Resources to support your family

The nation needs social workers prepared to work with older adults.

The federal government expects the need for gerontologically prepared social workers to continue to substantially increase. While social workers engage with older adults of all capacities and circumstances, there is a special need for social workers prepared to work with older adults in long-term care settings. 

One such long-term care setting is the nursing home.

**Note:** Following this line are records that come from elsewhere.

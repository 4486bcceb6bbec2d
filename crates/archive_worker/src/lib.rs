pub mod archive_worker;
pub mod domain;

pub use archive_worker::*;
pub use domain::*;
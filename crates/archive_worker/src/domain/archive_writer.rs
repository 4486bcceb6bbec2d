use std::path::PathBuf;

use bytes::BytesMut;
use common::{BinaryEncoder, DomainError, DomainResult, TapEvent};
use tokio::fs::{File, OpenOptions};
use tokio::io::AsyncWriteExt;
use tokio::sync::Mutex;
use tracing::{debug, error, info, warn};

/// Encoded bytes buffered before each write to the file
pub const DEFAULT_FLUSH_THRESHOLD: usize = 64 * 1024;

#[derive(Debug, Clone)]
pub struct ArchiveWriterConfig {
    pub output_path: PathBuf,
    /// Advisory only: crossing it logs a warning, nothing rotates
    pub max_file_size: u64,
    /// Accepted for configuration compatibility; records are always written uncompressed
    pub compression: bool,
    pub flush_threshold: usize,
}

impl Default for ArchiveWriterConfig {
    fn default() -> Self {
        Self {
            output_path: PathBuf::from("output/taps.dat"),
            max_file_size: 100 * 1024 * 1024,
            compression: false,
            flush_threshold: DEFAULT_FLUSH_THRESHOLD,
        }
    }
}

struct WriterState {
    file: Option<File>,
    buffer: BytesMut,
    file_size: u64,
    size_warning_emitted: bool,
}

/// Appends encoded batches to one archive file, one caller at a time
///
/// After an I/O error the handle is dropped and the next batch reopens the file. A
/// failed batch may leave a partial record at the end of the file.
pub struct ArchiveWriter {
    config: ArchiveWriterConfig,
    state: Mutex<WriterState>,
}

impl ArchiveWriter {
    /// Create missing parent directories and open the file for appending
    pub async fn open(config: ArchiveWriterConfig) -> DomainResult<Self> {
        if config.compression {
            warn!("archive compression is not supported; writing uncompressed records");
        }
        if let Some(parent) = config.output_path.parent() {
            if !parent.as_os_str().is_empty() {
                tokio::fs::create_dir_all(parent)
                    .await
                    .map_err(DomainError::ArchiveWriteFailed)?;
            }
        }

        let file = open_append(&config).await?;
        let file_size = file
            .metadata()
            .await
            .map_err(DomainError::ArchiveWriteFailed)?
            .len();
        info!(path = %config.output_path.display(), file_size, "archive opened");

        let buffer = BytesMut::with_capacity(config.flush_threshold);
        Ok(Self {
            config,
            state: Mutex::new(WriterState {
                file: Some(file),
                buffer,
                file_size,
                size_warning_emitted: false,
            }),
        })
    }

    /// Append `batch` and return how many of its events were written
    ///
    /// Events the codec rejects are skipped and left out of the count.
    pub async fn write_batch(&self, batch: &[TapEvent]) -> DomainResult<usize> {
        let mut state = self.state.lock().await;
        let result = self.append(&mut state, batch).await;
        if result.is_err() {
            state.file = None;
            state.buffer.clear();
        }
        result
    }

    /// Bytes in the archive, including data appended by earlier runs
    pub async fn file_size(&self) -> u64 {
        self.state.lock().await.file_size
    }

    async fn append(&self, state: &mut WriterState, batch: &[TapEvent]) -> DomainResult<usize> {
        let mut file = match state.file.take() {
            Some(file) => file,
            None => {
                debug!("reopening archive after earlier failure");
                open_append(&self.config).await?
            }
        };

        let mut encoded = 0usize;
        for event in batch {
            if let Err(e) = BinaryEncoder::encode(event, &mut state.buffer) {
                error!(message_id = %event.message_id(), error = %e, "skipping unencodable event");
                continue;
            }
            encoded += 1;
            if state.buffer.len() >= self.config.flush_threshold {
                write_buffer(&mut file, state).await?;
            }
        }
        if !state.buffer.is_empty() {
            write_buffer(&mut file, state).await?;
        }

        state.file = Some(file);
        debug!(count = encoded, file_size = state.file_size, "archived batch");

        if state.file_size > self.config.max_file_size && !state.size_warning_emitted {
            warn!(
                file_size = state.file_size,
                max_file_size = self.config.max_file_size,
                "archive exceeds its configured maximum size"
            );
            state.size_warning_emitted = true;
        }
        Ok(encoded)
    }
}

/// Write out the buffered records; `file_size` counts them once the flush succeeds
async fn write_buffer(file: &mut File, state: &mut WriterState) -> DomainResult<()> {
    file.write_all(&state.buffer)
        .await
        .map_err(DomainError::ArchiveWriteFailed)?;
    file.flush().await.map_err(DomainError::ArchiveWriteFailed)?;
    state.file_size += state.buffer.len() as u64;
    state.buffer.clear();
    Ok(())
}

async fn open_append(config: &ArchiveWriterConfig) -> DomainResult<File> {
    OpenOptions::new()
        .create(true)
        .append(true)
        .open(&config.output_path)
        .await
        .map_err(DomainError::ArchiveWriteFailed)
}
mod validate;

pub use validate::*;
mod in_memory_broker;

pub use in_memory_broker::*;
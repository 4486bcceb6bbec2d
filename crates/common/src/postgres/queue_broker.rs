use anyhow::Context;
use async_trait::async_trait;
use tracing::{debug, error, warn};

use crate::codec::BinaryEncoder;
use crate::domain::{DequeueBroker, DequeueTransaction, DomainError, DomainResult, TapEvent};
use crate::postgres::PostgresClient;

const DEQUEUE_ONE: &str = "
DELETE FROM tap_queue
WHERE id = (
    SELECT id FROM tap_queue
    WHERE queue_name = $1
    ORDER BY id
    FOR UPDATE SKIP LOCKED
    LIMIT 1
)
RETURNING id, payload";

/// Consuming side of the `tap_queue` table
///
/// Rows deleted inside a transaction stay locked against other consumers and come back
/// if the transaction rolls back.
#[derive(Clone)]
pub struct PostgresQueueBroker {
    client: PostgresClient,
    queue_name: String,
}

impl PostgresQueueBroker {
    pub fn new(client: PostgresClient, queue_name: impl Into<String>) -> Self {
        Self {
            client,
            queue_name: queue_name.into(),
        }
    }
}

#[async_trait]
impl DequeueBroker for PostgresQueueBroker {
    async fn begin(&self) -> DomainResult<Box<dyn DequeueTransaction>> {
        let conn = self
            .client
            .get_connection()
            .await
            .map_err(DomainError::DequeueFailed)?;
        conn.batch_execute("BEGIN")
            .await
            .context("failed to begin dequeue transaction")
            .map_err(DomainError::DequeueFailed)?;
        Ok(Box::new(PostgresDequeueTransaction {
            conn: Some(conn),
            queue_name: self.queue_name.clone(),
            delivered: 0,
            discarded: 0,
        }))
    }
}

/// Transaction pinned to one pooled connection
///
/// `conn` is `None` once the transaction has been finished.
struct PostgresDequeueTransaction {
    conn: Option<deadpool_postgres::Client>,
    queue_name: String,
    delivered: usize,
    /// Undecodable rows deleted by this transaction
    discarded: usize,
}

impl PostgresDequeueTransaction {
    async fn finish(&mut self, statement: &str) -> DomainResult<()> {
        let Some(conn) = self.conn.take() else {
            return Ok(());
        };
        if let Err(e) = conn.batch_execute(statement).await {
            // The connection state is unknown; keep it out of the pool.
            drop(deadpool_postgres::Client::take(conn));
            return Err(DomainError::DequeueFailed(
                anyhow::Error::new(e).context(format!("failed to {}", statement)),
            ));
        }
        Ok(())
    }
}

#[async_trait]
impl DequeueTransaction for PostgresDequeueTransaction {
    async fn dequeue_one(&mut self) -> DomainResult<Option<TapEvent>> {
        let conn = self
            .conn
            .as_ref()
            .ok_or_else(|| DomainError::DequeueFailed(anyhow::anyhow!("transaction finished")))?;
        let statement = conn
            .prepare_cached(DEQUEUE_ONE)
            .await
            .context("failed to prepare dequeue")
            .map_err(DomainError::DequeueFailed)?;

        loop {
            let Some(row) = conn
                .query_opt(&statement, &[&self.queue_name])
                .await
                .context("failed to dequeue message")
                .map_err(DomainError::DequeueFailed)?
            else {
                return Ok(None);
            };

            let id: i64 = row.get(0);
            let payload: &[u8] = row.get(1);
            match BinaryEncoder::decode(payload) {
                Ok((event, consumed)) => {
                    if consumed != payload.len() {
                        warn!(
                            id,
                            trailing = payload.len() - consumed,
                            "ignoring trailing bytes in queued message"
                        );
                    }
                    debug!(id, message_id = %event.message_id(), "dequeued message");
                    self.delivered += 1;
                    return Ok(Some(event));
                }
                Err(e) => {
                    error!(id, error = %e, "discarding undecodable queued message");
                    self.discarded += 1;
                }
            }
        }
    }

    async fn commit(mut self: Box<Self>) -> DomainResult<()> {
        self.finish("COMMIT").await
    }

    async fn rollback(mut self: Box<Self>) -> DomainResult<()> {
        // Nothing was handed out, so committing only removes the undecodable rows.
        if self.delivered == 0 && self.discarded > 0 {
            debug!(discarded = self.discarded, "committing removal of undecodable messages");
            return self.finish("COMMIT").await;
        }
        self.finish("ROLLBACK").await
    }
}

impl Drop for PostgresDequeueTransaction {
    fn drop(&mut self) {
        // Closing the connection makes the server roll the open transaction back.
        if let Some(conn) = self.conn.take() {
            drop(deadpool_postgres::Client::take(conn));
        }
    }
}
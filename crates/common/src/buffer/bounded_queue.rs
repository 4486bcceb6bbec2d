use std::sync::Arc;

use thiserror::Error;
use tokio::sync::{mpsc, Semaphore, TryAcquireError};
use tokio_util::sync::CancellationToken;

/// Capacity used when none is configured
pub const DEFAULT_QUEUE_CAPACITY: usize = 100_000;

#[derive(Error, Debug, PartialEq, Eq)]
pub enum EnqueueError<T> {
    #[error("queue is full")]
    Full(T),

    #[error("enqueue cancelled")]
    Cancelled(T),

    #[error("queue consumer is gone")]
    Closed(T),
}

impl<T> EnqueueError<T> {
    pub fn into_inner(self) -> T {
        match self {
            EnqueueError::Full(item) | EnqueueError::Cancelled(item) | EnqueueError::Closed(item) => {
                item
            }
        }
    }
}

/// Result of waiting for the queue to have data
#[derive(Debug, Clone, Copy, PartialEq, Eq)]
pub enum WaitOutcome {
    Ready,
    Cancelled,
    Closed,
}

/// Multi-producer, single-consumer queue that never drops items
///
/// A full queue makes `enqueue` wait for room, which pushes backpressure out to ingress.
/// Every queued item holds one of `capacity` slots until `drain_into` hands it out,
/// including the item `wait_for_data` has already taken off the channel.
pub fn bounded_queue<T>(capacity: usize) -> (QueueProducer<T>, QueueReceiver<T>) {
    let (sender, receiver) = mpsc::unbounded_channel();
    let slots = Arc::new(Semaphore::new(capacity));
    (
        QueueProducer {
            sender,
            slots: slots.clone(),
            capacity,
        },
        QueueReceiver {
            receiver,
            slots,
            pending: None,
        },
    )
}

pub struct QueueProducer<T> {
    sender: mpsc::UnboundedSender<T>,
    slots: Arc<Semaphore>,
    capacity: usize,
}

impl<T> Clone for QueueProducer<T> {
    fn clone(&self) -> Self {
        Self {
            sender: self.sender.clone(),
            slots: self.slots.clone(),
            capacity: self.capacity,
        }
    }
}

impl<T> QueueProducer<T> {
    pub fn try_enqueue(&self, item: T) -> Result<(), EnqueueError<T>> {
        match self.slots.try_acquire() {
            Ok(permit) => permit.forget(),
            Err(TryAcquireError::NoPermits) => return Err(EnqueueError::Full(item)),
            Err(TryAcquireError::Closed) => return Err(EnqueueError::Closed(item)),
        }
        self.send(item)
    }

    /// Enqueue, waiting for room until `ctx` is cancelled
    ///
    /// A cancelled wait hands the item back without enqueuing it.
    pub async fn enqueue(&self, item: T, ctx: &CancellationToken) -> Result<(), EnqueueError<T>> {
        if ctx.is_cancelled() {
            return Err(EnqueueError::Cancelled(item));
        }
        let item = match self.try_enqueue(item) {
            Ok(()) => return Ok(()),
            Err(EnqueueError::Full(item)) => item,
            Err(other) => return Err(other),
        };

        tokio::select! {
            biased;
            _ = ctx.cancelled() => Err(EnqueueError::Cancelled(item)),
            permit = self.slots.acquire() => match permit {
                Ok(permit) => {
                    permit.forget();
                    self.send(item)
                }
                Err(_) => Err(EnqueueError::Closed(item)),
            },
        }
    }

    /// Items currently holding a slot
    pub fn len(&self) -> usize {
        self.capacity.saturating_sub(self.slots.available_permits())
    }

    pub fn is_empty(&self) -> bool {
        self.len() == 0
    }

    pub fn capacity(&self) -> usize {
        self.capacity
    }

    // The caller already holds a slot for `item`.
    fn send(&self, item: T) -> Result<(), EnqueueError<T>> {
        self.sender
            .send(item)
            .map_err(|mpsc::error::SendError(item)| EnqueueError::Closed(item))
    }
}

/// The single consuming end of a `bounded_queue`
pub struct QueueReceiver<T> {
    receiver: mpsc::UnboundedReceiver<T>,
    slots: Arc<Semaphore>,
    pending: Option<T>,
}

impl<T> QueueReceiver<T> {
    /// Suspend until at least one item can be drained or `ctx` is cancelled
    ///
    /// Cancellation wins when both are ready.
    pub async fn wait_for_data(&mut self, ctx: &CancellationToken) -> WaitOutcome {
        if self.pending.is_some() {
            return WaitOutcome::Ready;
        }
        tokio::select! {
            biased;
            _ = ctx.cancelled() => WaitOutcome::Cancelled,
            item = self.receiver.recv() => match item {
                Some(item) => {
                    self.pending = Some(item);
                    WaitOutcome::Ready
                }
                None => WaitOutcome::Closed,
            },
        }
    }

    /// Move up to `max` items into `buffer` without waiting, returning how many were moved
    pub fn drain_into(&mut self, buffer: &mut Vec<T>, max: usize) -> usize {
        let mut moved = 0;
        if max > 0 {
            if let Some(item) = self.pending.take() {
                buffer.push(item);
                moved += 1;
            }
        }
        while moved < max {
            match self.receiver.try_recv() {
                Ok(item) => {
                    buffer.push(item);
                    moved += 1;
                }
                Err(_) => break,
            }
        }
        self.slots.add_permits(moved);
        moved
    }

    /// Close the queue to producers and drop whatever is still in it
    pub fn close_and_discard(&mut self) -> usize {
        self.slots.close();
        self.receiver.close();
        let mut discarded = usize::from(self.pending.take().is_some());
        while self.receiver.try_recv().is_ok() {
            discarded += 1;
        }
        discarded
    }
}

impl<T> Drop for QueueReceiver<T> {
    fn drop(&mut self) {
        // Wakes producers still waiting for a slot.
        self.slots.close();
    }
}

#[cfg(test)]
mod tests {
    use super::*;
    use std::time::Duration;

    #[tokio::test]
    async fn test_try_enqueue_fails_when_full() {
        let (producer, _receiver) = bounded_queue(2);
        producer.try_enqueue(1).unwrap();
        producer.try_enqueue(2).unwrap();
        assert_eq!(producer.try_enqueue(3), Err(EnqueueError::Full(3)));
        assert_eq!(producer.len(), 2);
    }

    #[tokio::test]
    async fn test_item_taken_by_wait_still_counts_against_capacity() {
        let (producer, mut receiver) = bounded_queue(2);
        producer.try_enqueue(1).unwrap();
        producer.try_enqueue(2).unwrap();
        let ctx = CancellationToken::new();
        assert_eq!(receiver.wait_for_data(&ctx).await, WaitOutcome::Ready);

        assert_eq!(producer.try_enqueue(3), Err(EnqueueError::Full(3)));
        assert_eq!(producer.len(), 2);

        let mut batch = Vec::new();
        assert_eq!(receiver.drain_into(&mut batch, 10), 2);
        assert_eq!(batch, vec![1, 2]);
        assert!(producer.is_empty());
        producer.try_enqueue(3).unwrap();
    }

    #[tokio::test(start_paused = true)]
    async fn test_dropped_receiver_releases_waiting_producer() {
        let (producer, receiver) = bounded_queue(1);
        let ctx = CancellationToken::new();
        producer.try_enqueue(1).unwrap();

        let waiting = {
            let producer = producer.clone();
            let ctx = ctx.clone();
            tokio::spawn(async move { producer.enqueue(2, &ctx).await })
        };
        tokio::time::sleep(Duration::from_millis(10)).await;
        drop(receiver);

        assert_eq!(waiting.await.unwrap(), Err(EnqueueError::Closed(2)));
    }

    #[tokio::test]
    async fn test_drain_respects_max_and_order() {
        let (producer, mut receiver) = bounded_queue(16);
        for i in 0..10 {
            producer.try_enqueue(i).unwrap();
        }
        let ctx = CancellationToken::new();
        assert_eq!(receiver.wait_for_data(&ctx).await, WaitOutcome::Ready);

        let mut batch = Vec::new();
        assert_eq!(receiver.drain_into(&mut batch, 4), 4);
        assert_eq!(batch, vec![0, 1, 2, 3]);

        batch.clear();
        assert_eq!(receiver.drain_into(&mut batch, 100), 6);
        assert_eq!(batch, vec![4, 5, 6, 7, 8, 9]);
    }

    #[tokio::test(start_paused = true)]
    async fn test_enqueue_waits_for_room() {
        let (producer, mut receiver) = bounded_queue(1);
        let ctx = CancellationToken::new();
        producer.try_enqueue("first").unwrap();

        let waiting = {
            let producer = producer.clone();
            let ctx = ctx.clone();
            tokio::spawn(async move { producer.enqueue("second", &ctx).await })
        };
        tokio::time::sleep(Duration::from_millis(50)).await;
        assert!(!waiting.is_finished());

        let mut batch = Vec::new();
        receiver.wait_for_data(&ctx).await;
        receiver.drain_into(&mut batch, 1);
        waiting.await.unwrap().unwrap();

        receiver.wait_for_data(&ctx).await;
        receiver.drain_into(&mut batch, 1);
        assert_eq!(batch, vec!["first", "second"]);
    }

    #[tokio::test(start_paused = true)]
    async fn test_cancelled_enqueue_returns_item() {
        let (producer, _receiver) = bounded_queue(1);
        let ctx = CancellationToken::new();
        producer.try_enqueue(1).unwrap();

        let waiting = {
            let producer = producer.clone();
            let ctx = ctx.clone();
            tokio::spawn(async move { producer.enqueue(2, &ctx).await })
        };
        tokio::time::sleep(Duration::from_millis(10)).await;
        ctx.cancel();

        assert_eq!(waiting.await.unwrap(), Err(EnqueueError::Cancelled(2)));
        assert_eq!(producer.len(), 1);
    }

    #[tokio::test]
    async fn test_enqueue_after_cancel_fails_fast() {
        let (producer, _receiver) = bounded_queue(8);
        let ctx = CancellationToken::new();
        ctx.cancel();
        assert_eq!(
            producer.enqueue(1, &ctx).await,
            Err(EnqueueError::Cancelled(1))
        );
        assert!(producer.is_empty());
    }

    #[tokio::test]
    async fn test_wait_for_data_observes_cancellation() {
        let (_producer, mut receiver) = bounded_queue::<u8>(8);
        let ctx = CancellationToken::new();
        ctx.cancel();
        assert_eq!(receiver.wait_for_data(&ctx).await, WaitOutcome::Cancelled);
    }

    #[tokio::test]
    async fn test_wait_for_data_reports_closed_queue() {
        let (producer, mut receiver) = bounded_queue::<u8>(8);
        drop(producer);
        let ctx = CancellationToken::new();
        assert_eq!(receiver.wait_for_data(&ctx).await, WaitOutcome::Closed);
    }

    #[tokio::test]
    async fn test_close_and_discard_counts_leftovers() {
        let (producer, mut receiver) = bounded_queue(8);
        for i in 0..5 {
            producer.try_enqueue(i).unwrap();
        }
        assert_eq!(receiver.close_and_discard(), 5);
        assert_eq!(producer.try_enqueue(9), Err(EnqueueError::Closed(9)));
    }
}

Most of the nation's 16,000 nursing homes employ at least one social services staff member, and about half of the directors of nursing home social services departments hold a bachelor's degree in social work. Nursing home social workers help residents and family members adjust to living in the nursing home, with particular attention to assessing psychosocial and emotional care issues such as dealing with loss and grief, assessing and helping to address pain, helping residents remain connected to the community, and supporting residents in maintaining important relationships with family and friends and fellow residents. The social worker is the key staff member to assess and plan psychosocial services, although other staff members also help to deliver these important services. Social workers also help screen residents for depression and other mental health issues, and serve as resident and family advocate. Nursing home social workers work closely with activities directors and the director of nursing, as well as the administrator.

This website is dedicated to improving the care of nursing home residents and their family members. We seek to do that through providing education and support to social workers and to other social services staff members.